[Data entries]
****************************************
#[cfg(test)]
mod tests {
    use super::*;
    use std::thread;

    use bulklabel_ai::{Classification, ClassificationError, ClassificationService};
    use bulklabel_core::{ClassificationParams, OwnerRef, SourceRef};

    use chrono::Utc;

    use crate::cache::{InMemoryResultCache, ResultCache};
    use crate::jobs::batching::FixedMemoryProbe;
    use crate::jobs::processor::ProcessorConfig;
    use crate::jobs::store::InMemoryJobLedger;
    use crate::jobs::types::{JobStatus, RetryPolicy};
    use crate::test_support::{FlakySource, ScriptedClassifier};

    struct PanickingClassifier;

    impl ClassificationService for PanickingClassifier {
        fn classify(
            &self,
            _params: &ClassificationParams,
            _batch: &[String],
        ) -> Result<Vec<Classification>, ClassificationError> {
            panic!("classifier exploded")
        }
    }

    fn config() -> ProcessorConfig {
        ProcessorConfig::default()
            .with_classify_retry(RetryPolicy::fixed(1, Duration::from_millis(1)))
            .with_source_retry(RetryPolicy::fixed(1, Duration::from_millis(1)))
    }

    fn worker_with(
        ledger: Arc<InMemoryJobLedger>,
        classifier: Arc<dyn ClassificationService>,
        name: &str,
    ) -> JobWorker {
        let processor = BatchProcessor::new(
            ledger.clone(),
            Arc::new(InMemoryResultCache::default()),
            FlakySource::generated("video-1", 50),
            classifier,
            config(),
        )
        .with_memory_probe(Arc::new(FixedMemoryProbe::new(1.0)));
        JobWorker::new(WorkerId::new(name), ledger, Arc::new(processor))
    }

    fn enqueue(ledger: &InMemoryJobLedger, source: &str) -> JobId {
        ledger
            .enqueue_unique(Job::new(
                OwnerRef::new("o"),
                SourceRef::new(source),
                50,
                ClassificationParams::new("m"),
            ))
            .unwrap()
            .job_id()
    }

    #[test]
    fn run_once_on_empty_queue_is_none() {
        let ledger = InMemoryJobLedger::arc();
        let worker = worker_with(ledger, ScriptedClassifier::arc(), "w1");
        assert!(worker.run_once().unwrap().is_none());
    }

    #[test]
    fn run_once_completes_job() {
        let ledger = InMemoryJobLedger::arc();
        let id = enqueue(&ledger, "video-1");
        let worker = worker_with(ledger.clone(), ScriptedClassifier::arc(), "w1");

        let outcome = worker.run_once().unwrap().unwrap();
        assert!(matches!(outcome, CycleOutcome::Completed(ref p) if p.job_id == id));
        assert_eq!(ledger.get(id).unwrap().unwrap().status, JobStatus::Completed);
    }

    #[test]
    fn failure_is_recorded_and_worker_survives() {
        let ledger = InMemoryJobLedger::arc();
        let bad = enqueue(&ledger, "missing-source");
        let worker = worker_with(ledger.clone(), ScriptedClassifier::arc(), "w1");

        let outcome = worker.run_once().unwrap().unwrap();
        assert!(matches!(outcome, CycleOutcome::Failed { job_id, .. } if job_id == bad));
        let job = ledger.get(bad).unwrap().unwrap();
        assert_eq!(job.status, JobStatus::Failed);
        assert_eq!(job.error.unwrap().kind, JobErrorKind::Source);

        let good = enqueue(&ledger, "video-1");
        assert!(matches!(
            worker.run_once().unwrap().unwrap(),
            CycleOutcome::Completed(ref p) if p.job_id == good
        ));
    }

    #[test]
    fn later_batch_failure_keeps_earlier_progress() {
        let ledger = InMemoryJobLedger::arc();
        let cache = Arc::new(InMemoryResultCache::default());
        let classifier = ScriptedClassifier::arc();
        let id = ledger
            .enqueue_unique(Job::new(
                OwnerRef::new("o"),
                SourceRef::new("video-1"),
                100,
                ClassificationParams::new("m"),
            ))
            .unwrap()
            .job_id();

        // Two full batches of 32 succeed, then the classifier goes away for good.
        let switch = classifier.clone();
        classifier.on_call(move |call| {
            if call == 3 {
                switch.fail_always(ClassificationError::Timeout);
            }
        });
        let processor = BatchProcessor::new(
            ledger.clone(),
            cache.clone(),
            FlakySource::generated("video-1", 100),
            classifier.clone(),
            config(),
        )
        .with_memory_probe(Arc::new(FixedMemoryProbe::new(1.0)));
        let worker = JobWorker::new(WorkerId::new("w1"), ledger.clone(), Arc::new(processor));

        let outcome = worker.run_once().unwrap().unwrap();
        assert!(matches!(outcome, CycleOutcome::Failed { job_id, .. } if job_id == id));

        let job = ledger.get(id).unwrap().unwrap();
        assert_eq!(job.status, JobStatus::Failed);
        assert_eq!(job.processed_count, 64);
        assert_eq!(job.error.unwrap().kind, JobErrorKind::Classification);
        assert!(job.result_ref.is_none());
        assert!(cache.get(&job.fingerprint, Utc::now()).unwrap().is_none());
    }

    #[test]
    fn panic_is_contained_as_internal_failure() {
        let ledger = InMemoryJobLedger::arc();
        let id = enqueue(&ledger, "video-1");
        let worker = worker_with(ledger.clone(), Arc::new(PanickingClassifier), "w1");

        let outcome = worker.run_once().unwrap().unwrap();
        assert!(matches!(outcome, CycleOutcome::Failed { .. }));
        let job = ledger.get(id).unwrap().unwrap();
        assert_eq!(job.status, JobStatus::Failed);
        let error = job.error.unwrap();
        assert_eq!(error.kind, JobErrorKind::Internal);
        assert!(!error.message.contains("exploded"));
    }

    #[test]
    fn spawned_workers_drain_the_queue_without_overlap() {
        let ledger = InMemoryJobLedger::arc();
        let classifier = ScriptedClassifier::arc();
        let ids: Vec<_> = (0..6)
            .map(|n| enqueue_with_count(&ledger, &format!("video-1-{n}")))
            .collect();

        let source = Arc::new(FlakySource::new(
            (0..6).fold(bulklabel_ai::InMemoryContentSource::new(), |s, n| {
                s.with_generated(&format!("video-1-{n}"), 20)
            }),
        ));

        let handles: Vec<_> = (0..3)
            .map(|n| {
                let processor = BatchProcessor::new(
                    ledger.clone(),
                    Arc::new(InMemoryResultCache::default()),
                    source.clone(),
                    classifier.clone(),
                    config(),
                )
                .with_memory_probe(Arc::new(FixedMemoryProbe::new(1.0)));
                JobWorker::new(WorkerId::new(format!("w{n}")), ledger.clone(), Arc::new(processor))
                    .spawn(
                        WorkerConfig::default()
                            .with_name(format!("test-worker-{n}"))
                            .with_poll_interval(Duration::from_millis(5)),
                    )
                    .unwrap()
            })
            .collect();

        let completed = || -> u64 { handles.iter().map(|h| h.stats().jobs_completed).sum() };
        let deadline = Instant::now() + Duration::from_secs(5);
        while completed() < 6 && Instant::now() < deadline {
            thread::sleep(Duration::from_millis(10));
        }
        let completed = completed();
        for h in handles {
            h.shutdown();
        }

        assert_eq!(completed, 6);
        for id in ids {
            assert_eq!(ledger.get(id).unwrap().unwrap().status, JobStatus::Completed);
        }
        // Every item classified exactly once across all workers.
        assert_eq!(classifier.items_classified(), 6 * 20);
    }

    fn enqueue_with_count(ledger: &InMemoryJobLedger, source: &str) -> JobId {
        ledger
            .enqueue_unique(Job::new(
                OwnerRef::new("o"),
                SourceRef::new(source),
                20,
                ClassificationParams::new("m"),
            ))
            .unwrap()
            .job_id()
    }
}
****************************************
GOAL OF THE EXERCISE
Across the records, how many lines carry the word "matches"? The answer should be a number alone.

TASK RESULT
5